Living room chandelier: modernising the traditional chandelier

Historically, chandeliers have always taken the role of the most popular status symbol in the home for the upper echelons of society. In medieval times, the mobile candle chandeliers or candelabra were designed as relatively simple light sources made of predominantly wood and later cast iron, with the functionality of being able to move them between rooms. With the onset of technical advancement and the availability and usage of other materials, these designs became increasingly ornate. Their luminous and decorative qualities were always considered a luxury only afforded by royalty and aristocrats. It wasn’t until the 18th century with the invention of gas-lights and later electricity that they developed into wall and ceiling hangings reflecting the grandeur and wealth of their owners. Here are some tips when you are searching for your ultimate living room chandelier.

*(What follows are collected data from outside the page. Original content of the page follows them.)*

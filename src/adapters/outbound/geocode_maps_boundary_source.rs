//! geocode.maps.co Boundary Adapter
//!
//! Implements BoundarySource using the geocode.maps.co search API with
//! polygon output enabled.

use crate::adapters::outbound::http_support::endpoint;
use crate::domain::country_catalog::by_alpha3;
use crate::domain::errors::BoundaryError;
use crate::domain::ports::BoundarySource;
use async_trait::async_trait;
use serde::Deserialize;

/// Boundary service configuration.
#[derive(Debug, Clone)]
pub struct BoundaryServiceConfig {
    /// Base URL of the search service
    pub base_url: String,
    /// API key, sent as the `api_key` query parameter when set
    pub api_key: Option<String>,
}

impl Default for BoundaryServiceConfig {
    fn default() -> Self {
        Self {
            base_url: "https://geocode.maps.co".to_string(),
            api_key: None,
        }
    }
}

#[derive(Debug, Deserialize)]
struct SearchResponse {
    features: Option<Vec<SearchFeature>>,
}

#[derive(Debug, Deserialize)]
struct SearchFeature {
    geometry: Option<serde_json::Value>,
}

/// Boundary source backed by `GET /search?format=geojson&polygon_geojson=1`.
///
/// ISO alpha-3 identifiers are searched by their catalog country name, which
/// the service matches far more reliably than the bare code.
pub struct GeocodeMapsBoundarySource {
    config: BoundaryServiceConfig,
    client: reqwest::Client,
}

impl GeocodeMapsBoundarySource {
    pub fn new(config: BoundaryServiceConfig, client: reqwest::Client) -> Self {
        Self { config, client }
    }

    fn search_term(identifier: &str) -> &str {
        by_alpha3(identifier).map_or(identifier, |country| country.name)
    }
}

#[async_trait]
impl BoundarySource for GeocodeMapsBoundarySource {
    async fn fetch_boundary(
        &self,
        identifier: &str,
    ) -> Result<Option<serde_json::Value>, BoundaryError> {
        let url = endpoint(&self.config.base_url, "/search");
        let mut query = vec![
            ("q", Self::search_term(identifier)),
            ("format", "geojson"),
            ("polygon_geojson", "1"),
        ];
        if let Some(key) = &self.config.api_key {
            query.push(("api_key", key.as_str()));
        }

        let response = self
            .client
            .get(&url)
            .query(&query)
            .send()
            .await
            .map_err(|e| BoundaryError::Request(e.to_string()))?;

        let status = response.status();
        if !status.is_success() {
            return Err(BoundaryError::Status(status.as_u16()));
        }

        let body: SearchResponse = response
            .json()
            .await
            .map_err(|e| BoundaryError::Malformed(e.to_string()))?;

        Ok(body
            .features
            .and_then(|features| features.into_iter().next())
            .and_then(|feature| feature.geometry))
    }
}

#[cfg(test)]
mod tests {
    use super::*;
    use serde_json::json;
    use wiremock::matchers::{method, path, query_param};
    use wiremock::{Mock, MockServer, ResponseTemplate};

    fn source(server: &MockServer, api_key: Option<&str>) -> GeocodeMapsBoundarySource {
        GeocodeMapsBoundarySource::new(
            BoundaryServiceConfig {
                base_url: server.uri(),
                api_key: api_key.map(str::to_string),
            },
            reqwest::Client::new(),
        )
    }

    fn square() -> serde_json::Value {
        json!({
            "type": "Polygon",
            "coordinates": [[[0.0, 0.0], [1.0, 0.0], [1.0, 1.0], [0.0, 1.0], [0.0, 0.0]]]
        })
    }

    #[test]
    fn test_search_term_maps_iso_codes() {
        assert_eq!(GeocodeMapsBoundarySource::search_term("FRA"), "France");
        assert_eq!(GeocodeMapsBoundarySource::search_term("deu"), "Germany");
        assert_eq!(GeocodeMapsBoundarySource::search_term("Atlantis"), "Atlantis");
    }

    #[tokio::test]
    async fn test_fetch_first_feature_geometry() {
        let server = MockServer::start().await;

        Mock::given(method("GET"))
            .and(path("/search"))
            .and(query_param("q", "France"))
            .and(query_param("format", "geojson"))
            .and(query_param("polygon_geojson", "1"))
            .and(query_param("api_key", "k"))
            .respond_with(ResponseTemplate::new(200).set_body_json(json!({
                "type": "FeatureCollection",
                "features": [
                    {"type": "Feature", "properties": {}, "geometry": square()},
                    {"type": "Feature", "properties": {}, "geometry": {"type": "Point", "coordinates": [0, 0]}}
                ]
            })))
            .expect(1)
            .mount(&server)
            .await;

        let geometry = source(&server, Some("k")).fetch_boundary("FRA").await.unwrap();
        assert_eq!(geometry, Some(square()));
    }

    #[tokio::test]
    async fn test_fetch_no_features_is_none() {
        let server = MockServer::start().await;

        Mock::given(method("GET"))
            .and(path("/search"))
            .respond_with(ResponseTemplate::new(200).set_body_json(json!({
                "type": "FeatureCollection",
                "features": []
            })))
            .mount(&server)
            .await;

        assert_eq!(source(&server, None).fetch_boundary("ATA").await, Ok(None));
    }

    #[tokio::test]
    async fn test_fetch_missing_features_key_is_none() {
        let server = MockServer::start().await;

        Mock::given(method("GET"))
            .respond_with(ResponseTemplate::new(200).set_body_json(json!({"error": "quota"})))
            .mount(&server)
            .await;

        assert_eq!(source(&server, None).fetch_boundary("FRA").await, Ok(None));
    }

    #[tokio::test]
    async fn test_fetch_non_success_status() {
        let server = MockServer::start().await;

        Mock::given(method("GET"))
            .respond_with(ResponseTemplate::new(401))
            .mount(&server)
            .await;

        assert_eq!(
            source(&server, None).fetch_boundary("FRA").await,
            Err(BoundaryError::Status(401))
        );
    }

    #[tokio::test]
    async fn test_fetch_malformed_body() {
        let server = MockServer::start().await;

        Mock::given(method("GET"))
            .respond_with(ResponseTemplate::new(200).set_body_string("not json"))
            .mount(&server)
            .await;

        assert!(matches!(
            source(&server, None).fetch_boundary("FRA").await,
            Err(BoundaryError::Malformed(_))
        ));
    }
}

The timeless ceiling chandelier living room chandelier

The large and reflective crystal-based chandeliers are the style most embedded in our minds from recent history. Nowadays whether you have a very formal living room or a more cosy and comfortable heart of your home, there are a variety of ways to incorporate these ornate symbols of opulence in a practical way without compromising style and decadence.


Living room chandelier: Leading role or supporting role

Firstly you should decide whether you would prefer your chandelier to be the focal point of the room or a stylish source of light, the right balance is imperative for the desired impact.

Determine the optimum size and position of your living room chandelier

As a general rule when choosing the size of your living room chandelier you should add the width and depth of your room in feet and that number is usually the most optimum diameter of the chandelier in inches. Your ceiling height will also play an important role: choosing a long decorative chandelier in a room with limited height would give the illusion of even lower ceilings whereas higher ceilings would suit a lengthened central feature. Saying that, there are long living room chandelier styles that would suit lower ceilings if you chose one characterised by simplicity with stylish artisan features. Alternatively positioning these smaller chandeliers to shine on a side table rather than the centre of the room has a contemporary appeal.

Living room chandelier: Combining luxury and comfort

If your living room is characterised by soft furnishing with the focus on comfort, you have the perfect canvas to experiment with more unusual and whimsical designs to create ambient interest points hanging from the ceilings.

Lantern chandelier: The industrial trend

A fashionable trend in interiors is one that combines wood and metal, this style is prevalent in lofts and townhouses that sought inspiration from New York combining industrial textures with softer fabrics. Try a lantern chandelier for a look that compliments this style: the glass casing or metal frame will be unassuming during the day keeping the focus on the interior statement, while being reflective at night without being dominant.

Wall chandelier: balancing the trend

If your living space is rather small and intimate, don’t think chandeliers are not an option. Wall chandeliers have a balancing affect, especially in a room that is challenged with space, making them the perfect practical space saver. With the light sources on the wall, you have much more choice in using other home accessories as accents rather than relying on that space for table or floor lamps.